Stored data entries

-- Opening Marker --

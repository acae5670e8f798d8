//! Player color representation.

/// The two players.
#[derive(Debug, Clone, Copy, PartialEq, Eq, Hash)]
#[repr(u8)]
pub enum Color {
    White = 0,
    Black = 1,
}

impl Color {
    /// Returns the opposite color.
    #[inline]
    pub const fn opposite(self) -> Self {
        match self {
            Color::White => Color::Black,
            Color::Black => Color::White,
        }
    }

    /// Returns the index (0 for White, 1 for Black).
    #[inline]
    pub const fn index(self) -> usize {
        self as usize
    }

    /// Returns the pawn push direction in ranks (+1 for White, -1 for Black).
    #[inline]
    pub const fn pawn_direction(self) -> i8 {
        match self {
            Color::White => 1,
            Color::Black => -1,
        }
    }

    /// Returns the rank index pawns of this color start on (1 or 6).
    #[inline]
    pub const fn pawn_start_rank(self) -> u8 {
        match self {
            Color::White => 1,
            Color::Black => 6,
        }
    }

    /// Returns the rank index where pawns of this color promote (7 or 0).
    #[inline]
    pub const fn promotion_rank(self) -> u8 {
        match self {
            Color::White => 7,
            Color::Black => 0,
        }
    }

    /// Returns the back rank index for this color (0 or 7).
    #[inline]
    pub const fn back_rank(self) -> u8 {
        match self {
            Color::White => 0,
            Color::Black => 7,
        }
    }
}

impl std::fmt::Display for Color {
    fn fmt(&self, f: &mut std::fmt::Formatter<'_>) -> std::fmt::Result {
        match self {
            Color::White => write!(f, "White"),
            Color::Black => write!(f, "Black"),
        }
    }
}
//! Chess piece representation.

use crate::Color;

/// The six kinds of chess pieces.
///
/// The enum is closed: every movement rule in the engine matches on it
/// exhaustively, so a piece without defined movement cannot exist.
#[derive(Debug, Clone, Copy, PartialEq, Eq, Hash)]
#[repr(u8)]
pub enum Piece {
    Pawn = 0,
    Knight = 1,
    Bishop = 2,
    Rook = 3,
    Queen = 4,
    King = 5,
}

impl Piece {
    /// All piece kinds in order.
    pub const ALL: [Piece; 6] = [
        Piece::Pawn,
        Piece::Knight,
        Piece::Bishop,
        Piece::Rook,
        Piece::Queen,
        Piece::King,
    ];

    /// Returns the index of this piece kind (0-5).
    #[inline]
    pub const fn index(self) -> usize {
        self as usize
    }

    /// Returns true if this piece slides along rays (bishop, rook, or queen).
    #[inline]
    pub const fn is_slider(self) -> bool {
        matches!(self, Piece::Bishop | Piece::Rook | Piece::Queen)
    }

    /// Returns the one-letter board character for this piece with the given
    /// color (uppercase for White, lowercase for Black). Used for `Debug`
    /// board rendering.
    pub const fn to_char(self, color: Color) -> char {
        let c = match self {
            Piece::Pawn => 'p',
            Piece::Knight => 'n',
            Piece::Bishop => 'b',
            Piece::Rook => 'r',
            Piece::Queen => 'q',
            Piece::King => 'k',
        };
        match color {
            Color::White => c.to_ascii_uppercase(),
            Color::Black => c,
        }
    }
}

impl std::fmt::Display for Piece {
    fn fmt(&self, f: &mut std::fmt::Formatter<'_>) -> std::fmt::Result {
        let name = match self {
            Piece::Pawn => "Pawn",
            Piece::Knight => "Knight",
            Piece::Bishop => "Bishop",
            Piece::Rook => "Rook",
            Piece::Queen => "Queen",
            Piece::King => "King",
        };
        write!(f, "{}", name)
    }
}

-- Closing Marker --

Every line containing the string "pawns" is required; copy each such line from the data.

    /// Returns the rank index pawns of this color start on (1 or 6).
    /// Returns the rank index where pawns of this color promote (7 or 0).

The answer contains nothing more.